> **Problem statement**: Please go line by line through the material and copy each one containing the word "based".
#### Records supplied
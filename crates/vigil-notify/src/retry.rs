use crate::error::{FailureKind, NotifyError};
use serde::{Deserialize, Serialize};
use std::time::Duration;

fn default_max_retries() -> u32 {
    3
}

fn default_retry_delay_ms() -> u64 {
    5_000
}

fn default_backoff_multiplier() -> f64 {
    2.0
}

fn default_max_retry_delay_ms() -> u64 {
    300_000
}

/// Longest accepted `max_retry_delay_ms`: one day.
pub const MAX_RETRY_DELAY_MS: u64 = 24 * 3600 * 1000;

/// Exponential backoff settings for one channel.
///
/// `max_retries` counts re-attempts, so a message gets at most
/// `max_retries + 1` delivery attempts.
///
/// ```
/// use std::time::Duration;
/// use vigil_notify::retry::RetryPolicy;
///
/// let policy = RetryPolicy {
///     max_retries: 3,
///     retry_delay_ms: 5_000,
///     backoff_multiplier: 2.0,
///     max_retry_delay_ms: 60_000,
/// };
/// assert_eq!(policy.delay_for(1), Duration::from_millis(5_000));
/// assert_eq!(policy.delay_for(3), Duration::from_millis(20_000));
/// assert!(policy.allows_retry(3));
/// assert!(!policy.allows_retry(4));
/// ```
#[derive(Debug, Clone, PartialEq, Serialize, Deserialize)]
pub struct RetryPolicy {
    #[serde(default = "default_max_retries")]
    pub max_retries: u32,
    #[serde(default = "default_retry_delay_ms")]
    pub retry_delay_ms: u64,
    #[serde(default = "default_backoff_multiplier")]
    pub backoff_multiplier: f64,
    #[serde(default = "default_max_retry_delay_ms")]
    pub max_retry_delay_ms: u64,
}

impl Default for RetryPolicy {
    fn default() -> Self {
        Self {
            max_retries: default_max_retries(),
            retry_delay_ms: default_retry_delay_ms(),
            backoff_multiplier: default_backoff_multiplier(),
            max_retry_delay_ms: default_max_retry_delay_ms(),
        }
    }
}

impl RetryPolicy {
    pub fn validate(&self) -> Result<(), String> {
        if !self.backoff_multiplier.is_finite() || self.backoff_multiplier < 1.0 {
            return Err(format!(
                "backoff_multiplier must be >= 1.0, got {}",
                self.backoff_multiplier
            ));
        }
        if self.max_retry_delay_ms > MAX_RETRY_DELAY_MS {
            return Err(format!(
                "max_retry_delay_ms ({}) exceeds the maximum of {MAX_RETRY_DELAY_MS}",
                self.max_retry_delay_ms
            ));
        }
        if self.max_retry_delay_ms < self.retry_delay_ms {
            return Err(format!(
                "max_retry_delay_ms ({}) is below retry_delay_ms ({})",
                self.max_retry_delay_ms, self.retry_delay_ms
            ));
        }
        Ok(())
    }

    /// Delay to wait after the given (1-based) failed attempt.
    pub fn delay_for(&self, attempt_number: u32) -> Duration {
        let exponent = attempt_number.saturating_sub(1) as i32;
        let raw = self.retry_delay_ms as f64 * self.backoff_multiplier.powi(exponent);
        let capped = if raw.is_finite() {
            raw.min(self.max_retry_delay_ms as f64)
        } else {
            self.max_retry_delay_ms as f64
        };
        Duration::from_millis(capped as u64)
    }

    /// Whether another attempt may follow the given (1-based) attempt.
    pub fn allows_retry(&self, attempt_number: u32) -> bool {
        attempt_number <= self.max_retries
    }
}

/// Decides which delivery errors are worth another attempt.
pub trait RetryClassifier: Send + Sync {
    fn should_retry(&self, error: &NotifyError) -> bool;
}

/// Retries every failure until the policy runs out.
pub struct RetryAll;

impl RetryClassifier for RetryAll {
    fn should_retry(&self, _error: &NotifyError) -> bool {
        true
    }
}

/// Retries only transient failures; permanent rejections fail immediately.
pub struct TransientOnly;

impl RetryClassifier for TransientOnly {
    fn should_retry(&self, error: &NotifyError) -> bool {
        error.kind() == FailureKind::Transient
    }
}

/// Configurable choice of [`RetryClassifier`].
#[derive(Debug, Clone, Copy, Default, PartialEq, Eq, Serialize, Deserialize)]
#[serde(rename_all = "snake_case")]
pub enum RetryClassification {
    #[default]
    All,
    TransientOnly,
}

impl RetryClassification {
    pub fn classifier(self) -> Box<dyn RetryClassifier> {
        match self {
            Self::All => Box::new(RetryAll),
            Self::TransientOnly => Box::new(TransientOnly),
        }
    }
}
########
> **Response to the exercise**:
    /// Delay to wait after the given (1-based) failed attempt.
    /// Whether another attempt may follow the given (1-based) attempt.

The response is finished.